Sunday, October 2, 2011

How change happens


President Obama laid it out last night in his remarks to the Human Rights Campaign.

I am hopeful -- I am still hopeful, because of a deeper shift that we’re seeing; a transformation not only written into our laws, but woven into the fabric of our society.

It’s progress led not by Washington but by ordinary citizens, who are propelled not just by politics but by love and friendship and a sense of mutual regard. It’s playing out in legislatures like New York, and courtrooms and in the ballot box. But it’s also happening around water coolers and at the Thanksgiving table, and on Facebook and Twitter, and at PTA meetings and potluck dinners, and church socials and VFW Halls.

It happens when a father realizes he doesn’t just love his daughter, but also her wife. It happens when a soldier tells his unit that he’s gay, and they tell him they knew it all along and they didn’t care, because he was the toughest guy in the unit. It happens when a video sparks a movement to let every single young person know they’re not alone, and things will get better. It happens when people look past their ultimately minor differences to see themselves in the hopes and struggles of their fellow human beings. That’s where change is happening.

And that’s not just the story of the gay rights movement. That’s the story of America -- the slow, inexorable march towards a more perfect union.

To be honest, sometimes when I hear things like this from OUR PRESIDENT, I get a little teary and want to pinch myself to make sure I'm not dreaming. I feel like I've waited my whole life to have an opportunity to support someone like this in the White House. And now its really happening!

Sure, I get mad and frustrated that too many others don't see it. But I will NOT let them take this moment away from me. He's human and therefore not perfect. But this is the opportunity of a lifetime and I'm going "all in" with this guy!


  1. The change happens then the legislation catches up. The kind of change that takes time but that the Republicans, no matter how much they hate people who are different, cannot just make go away because they pass a law or resolution.

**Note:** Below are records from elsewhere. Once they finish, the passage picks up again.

//! Domain lifecycle

use crate::directory::{Filter, SearchOptions, SearchScope};
use crate::domain::{names, normalize_domain, AttrMap, DomainKey, Entity, EntityKind};
use crate::error::{AppError, Result};
use crate::service::Provisioning;
use std::sync::Arc;
use uuid::Uuid;

/// Input for creating a domain
#[derive(Debug, Clone)]
pub struct CreateDomainInput {
    pub name: String,
    pub attrs: AttrMap,
}

impl CreateDomainInput {
    pub fn new(name: impl Into<String>) -> Self {
        Self {
            name: name.into(),
            attrs: AttrMap::new(),
        }
    }

    /// Mark the new domain as an alias of an existing one
    pub fn alias_of(mut self, target: Uuid) -> Self {
        self.attrs.set(names::A_DOMAIN_TYPE, "alias");
        self.attrs
            .set(names::A_DOMAIN_ALIAS_TARGET_ID, target.to_string());
        self
    }
}

impl Provisioning {
    pub async fn create_domain(&self, input: CreateDomainInput) -> Result<Arc<Entity>> {
        let name = normalize_domain(&input.name)?;
        if self
            .get_domain(DomainKey::Name(name.clone()), true)
            .await?
            .is_some()
        {
            return Err(AppError::AlreadyExists(name));
        }

        let domain_dn = self.dit().domain_dn(&name);
        self.create_parent_components(&domain_dn).await?;

        let mut attrs = input.attrs;
        attrs.set_multi(
            names::A_OBJECT_CLASS,
            vec![
                "dcObject".to_string(),
                "organization".to_string(),
                EntityKind::Domain.object_class().to_string(),
            ],
        );
        attrs.set(names::A_PROVIS_ID, Uuid::new_v4().to_string());
        attrs.set(names::A_DOMAIN_NAME, &name);
        if attrs.get(names::A_DOMAIN_TYPE).is_none() {
            attrs.set(names::A_DOMAIN_TYPE, "local");
        }
        attrs.set("o", &name);
        attrs.set("dc", name.split('.').next().unwrap_or(&name));

        self.store().add(&domain_dn, attrs).await?;

        // the container every hosted entry lives under
        let mut people = AttrMap::new();
        people.set(names::A_OBJECT_CLASS, "organizationalUnit");
        people.set("ou", "people");
        self.store()
            .add(&self.dit().people_dn(&domain_dn), people)
            .await?;

        tracing::info!(%name, "domain created");

        let entry = self
            .store()
            .get_by_dn(&domain_dn)
            .await?
            .ok_or_else(|| AppError::not_found("domain", &name))?;
        let domain = Arc::new(Entity::from_entry(entry.dn, entry.attrs)?);
        self.negative_domains.remove(&DomainKey::Name(name));
        self.domains.put(domain.clone());
        Ok(domain)
    }

    /// Delete a domain. The domain must not host any entries.
    pub async fn delete_domain(&self, id: Uuid) -> Result<()> {
        let domain = self
            .get_domain(DomainKey::Id(id), true)
            .await?
            .ok_or_else(|| AppError::not_found("domain", id.to_string()))?;

        let people_dn = self.dit().people_dn(&domain.dn);
        let hosted = self
            .store()
            .search(
                &people_dn,
                SearchScope::OneLevel,
                &Filter::Present(names::A_OBJECT_CLASS.to_string()),
                &SearchOptions {
                    size_limit: 1,
                    read_from_master: true,
                    ..Default::default()
                },
            )
            .await?;
        if !hosted.entries.is_empty() {
            return Err(AppError::InvalidInput(format!(
                "domain {} still hosts entries",
                domain.name
            )));
        }

        if self.store().get_by_dn(&people_dn).await?.is_some() {
            self.store().delete(&people_dn).await?;
        }
        self.store().delete(&domain.dn).await?;
        self.evict_entity(&domain);
        tracing::info!(name = %domain.name, "domain deleted");
        Ok(())
    }

    /// Ensure the dc components above a domain entry exist
    async fn create_parent_components(&self, domain_dn: &str) -> Result<()> {
        let mut missing = Vec::new();
        let mut current = crate::directory::dn::parent(domain_dn);
        while let Some(dn) = current {
            if dn.eq_ignore_ascii_case(self.dit().base_dn()) {
                break;
            }
            if self.store().get_by_dn(dn).await?.is_some() {
                break;
            }
            missing.push(dn.to_string());
            current = crate::directory::dn::parent(dn);
        }

        for dn in missing.into_iter().rev() {
            let rdn = crate::directory::dn::rdn(&dn);
            let label = rdn.split_once('=').map(|(_, v)| v).unwrap_or(rdn);
            let mut attrs = AttrMap::new();
            attrs.set(names::A_OBJECT_CLASS, "dcObject");
            attrs.set("dc", label);
            match self.store().add(&dn, attrs).await {
                Ok(()) | Err(AppError::AlreadyExists(_)) => {}
                Err(err) => return Err(err),
            }
        }
        Ok(())
    }
}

People accepting diversity is a long and constant process that occurs in society at large.

  2. '...the story of America -- the slow, inexorable march ...'

    "What we need in America,..., is a moral agenda that is tied to a concrete agenda for building and rebuilding our communities," [the post below]

    I would add that we also need people who can recognize these two and be ready to 'take off their bedroom slippers and put on their marching shoes' to help change along.

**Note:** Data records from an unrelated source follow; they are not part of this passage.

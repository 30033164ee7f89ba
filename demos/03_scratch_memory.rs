//! Transient memory tour: arena scopes, slab pools, aligned heap blocks.

use taskweave::{Arena, HeapAlloc, PoolAllocator};

#[derive(Debug)]
#[allow(dead_code)]
struct Particle {
    position: [f32; 3],
    velocity: [f32; 3],
    age: f32,
}

fn main() {
    // Frame arena: bump allocations, rolled back wholesale.
    let mut arena = Arena::with_capacity(64 * 1024);
    for frame in 0..3 {
        let scratch = arena.alloc_zeroed(256, 4);
        let used = arena.total_used();
        let name = arena.strdup("explosion_emitter");
        println!("frame {}: '{}' scratch at {:p}, {} bytes used", frame, name, scratch, used);

        // Nested scope: everything after the mark disappears on restore.
        let mark = arena.mark();
        arena.alloc(16 * 1024);
        arena.restore(mark);

        arena.reset();
    }

    // Slab pool: fixed-size particles with free-list recycling.
    let mut pool = PoolAllocator::new(std::mem::size_of::<Particle>(), 256);
    let mut live = Vec::new();
    for _ in 0..512 {
        let p = pool.allocate() as *mut Particle;
        assert!(!p.is_null());
        live.push(p);
    }
    println!(
        "pool: {} particles across {} blocks (peak {})",
        pool.allocated_objects(),
        pool.block_count(),
        pool.peak_allocated()
    );
    for p in live.drain(..) {
        unsafe { pool.free(p as *mut u8) };
    }
    println!("pool: {} free after recycle", pool.free_objects());

    // Heap facade: cache-line-aligned blocks with matching frees.
    let heap = HeapAlloc::new();
    let block = heap.alloc_cache_aligned(4096);
    println!(
        "heap: 4096 bytes at {:p} ({} outstanding)",
        block,
        heap.allocated_bytes()
    );
    unsafe { heap.free_aligned(block, 4096, 64) };
}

    I continue to feel encouraged that day by day more and more people seem to be realizing that the opportunity is here; that change may not look like the way THEY had envisioned it in 2008, but change is happening nonetheless.

    For this opportunity of a lifetime, I too will not let anyone take away, or tarnish, my joy in this president!

  3. "I would add that we also need people who can recognize these two and be ready to 'take off their bedroom slippers and put on their marching shoes' to help change along."

    Very true--but again, it is sad that some on our side of the political fence cannot--or will not--see this, and thus continue to spout the claims that the President is not only ineffective, or lacks courage, but that he's also a closet Republican or a secret Right-winger.

    Which makes no bloody sense when one looks at his policies and achievements and what he's written, but I suppose that common sense is lacking in some who criticize him in a non-constructive, vitriolic way....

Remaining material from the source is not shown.